For each line below that includes the string "SourceFile", show the whole line.

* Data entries
++++++++

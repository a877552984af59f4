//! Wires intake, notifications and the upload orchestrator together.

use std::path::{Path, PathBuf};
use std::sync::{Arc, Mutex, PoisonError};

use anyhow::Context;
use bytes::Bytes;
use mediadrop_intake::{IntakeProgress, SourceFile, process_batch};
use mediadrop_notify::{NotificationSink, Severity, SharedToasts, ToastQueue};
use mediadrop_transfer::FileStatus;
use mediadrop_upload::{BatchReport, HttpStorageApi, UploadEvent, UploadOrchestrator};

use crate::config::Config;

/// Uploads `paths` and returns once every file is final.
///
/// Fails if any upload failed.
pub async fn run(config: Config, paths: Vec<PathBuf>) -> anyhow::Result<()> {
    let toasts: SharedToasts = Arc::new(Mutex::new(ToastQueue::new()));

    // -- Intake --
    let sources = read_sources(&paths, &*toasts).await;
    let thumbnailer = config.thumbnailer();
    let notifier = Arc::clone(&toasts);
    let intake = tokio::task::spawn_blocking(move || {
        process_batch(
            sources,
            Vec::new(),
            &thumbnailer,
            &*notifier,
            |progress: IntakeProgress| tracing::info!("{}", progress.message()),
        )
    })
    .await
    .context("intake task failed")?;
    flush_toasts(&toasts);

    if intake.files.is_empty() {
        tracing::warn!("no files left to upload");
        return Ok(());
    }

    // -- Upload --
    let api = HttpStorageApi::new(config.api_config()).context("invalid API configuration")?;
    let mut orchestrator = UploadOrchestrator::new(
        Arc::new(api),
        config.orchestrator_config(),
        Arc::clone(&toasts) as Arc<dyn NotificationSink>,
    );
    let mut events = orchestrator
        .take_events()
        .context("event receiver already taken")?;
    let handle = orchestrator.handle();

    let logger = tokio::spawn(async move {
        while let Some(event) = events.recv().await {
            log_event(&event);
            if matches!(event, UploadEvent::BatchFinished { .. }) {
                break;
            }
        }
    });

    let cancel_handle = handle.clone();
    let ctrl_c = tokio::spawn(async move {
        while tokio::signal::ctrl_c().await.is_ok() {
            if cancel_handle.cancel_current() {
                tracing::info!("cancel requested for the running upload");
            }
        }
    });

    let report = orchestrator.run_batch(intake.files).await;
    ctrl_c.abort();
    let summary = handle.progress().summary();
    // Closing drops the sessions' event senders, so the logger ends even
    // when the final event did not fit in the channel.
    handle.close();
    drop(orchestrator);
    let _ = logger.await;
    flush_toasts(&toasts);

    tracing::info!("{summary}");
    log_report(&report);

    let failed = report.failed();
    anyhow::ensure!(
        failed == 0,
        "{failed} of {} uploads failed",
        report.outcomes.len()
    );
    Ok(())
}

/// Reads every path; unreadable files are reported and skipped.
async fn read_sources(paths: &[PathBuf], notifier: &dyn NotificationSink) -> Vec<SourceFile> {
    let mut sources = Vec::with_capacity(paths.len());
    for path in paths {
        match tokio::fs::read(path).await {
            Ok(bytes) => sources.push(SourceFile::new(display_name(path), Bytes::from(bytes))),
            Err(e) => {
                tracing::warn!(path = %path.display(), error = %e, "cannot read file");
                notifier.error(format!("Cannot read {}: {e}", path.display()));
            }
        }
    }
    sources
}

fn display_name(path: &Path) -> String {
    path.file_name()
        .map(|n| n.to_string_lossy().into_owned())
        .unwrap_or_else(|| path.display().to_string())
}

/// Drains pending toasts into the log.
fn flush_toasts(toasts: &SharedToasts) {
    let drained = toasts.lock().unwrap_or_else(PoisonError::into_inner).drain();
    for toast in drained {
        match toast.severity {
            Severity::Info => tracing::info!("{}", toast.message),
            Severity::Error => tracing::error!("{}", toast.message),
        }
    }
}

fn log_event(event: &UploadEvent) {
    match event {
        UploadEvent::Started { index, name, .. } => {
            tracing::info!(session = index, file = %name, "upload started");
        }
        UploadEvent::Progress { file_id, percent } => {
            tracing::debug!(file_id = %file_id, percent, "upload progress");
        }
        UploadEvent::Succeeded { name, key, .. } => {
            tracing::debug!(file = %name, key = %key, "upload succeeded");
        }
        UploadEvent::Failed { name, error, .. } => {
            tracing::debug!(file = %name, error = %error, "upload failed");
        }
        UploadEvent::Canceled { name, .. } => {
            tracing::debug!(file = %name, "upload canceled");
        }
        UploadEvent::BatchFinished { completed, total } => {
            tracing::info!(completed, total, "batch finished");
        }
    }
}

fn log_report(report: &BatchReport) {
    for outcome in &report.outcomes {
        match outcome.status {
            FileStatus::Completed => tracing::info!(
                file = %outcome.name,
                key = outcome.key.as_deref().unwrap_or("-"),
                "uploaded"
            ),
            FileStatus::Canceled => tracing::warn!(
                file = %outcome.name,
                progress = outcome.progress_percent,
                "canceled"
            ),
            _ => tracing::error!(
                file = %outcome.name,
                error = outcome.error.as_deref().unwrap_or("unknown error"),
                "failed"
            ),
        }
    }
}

++++++++

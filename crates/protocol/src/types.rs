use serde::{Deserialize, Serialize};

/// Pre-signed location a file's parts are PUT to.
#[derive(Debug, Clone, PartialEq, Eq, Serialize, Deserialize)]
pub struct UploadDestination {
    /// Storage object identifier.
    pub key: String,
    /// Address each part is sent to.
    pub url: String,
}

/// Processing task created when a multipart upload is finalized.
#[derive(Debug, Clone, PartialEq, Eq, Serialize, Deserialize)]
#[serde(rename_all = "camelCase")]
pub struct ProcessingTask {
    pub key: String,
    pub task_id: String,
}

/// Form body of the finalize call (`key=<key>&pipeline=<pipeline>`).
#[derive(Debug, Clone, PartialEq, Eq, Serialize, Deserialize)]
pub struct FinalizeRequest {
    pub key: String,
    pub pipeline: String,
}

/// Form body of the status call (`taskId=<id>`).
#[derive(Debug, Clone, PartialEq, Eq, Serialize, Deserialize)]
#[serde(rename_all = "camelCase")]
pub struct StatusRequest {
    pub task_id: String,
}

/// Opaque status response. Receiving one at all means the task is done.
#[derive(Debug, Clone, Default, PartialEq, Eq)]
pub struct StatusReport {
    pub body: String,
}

++++++++

* Output
use mediadrop_intake::{IntakeProgress, SourceFile, process_batch};
async fn read_sources(paths: &[PathBuf], notifier: &dyn NotificationSink) -> Vec<SourceFile> {
            Ok(bytes) => sources.push(SourceFile::new(display_name(path), Bytes::from(bytes))),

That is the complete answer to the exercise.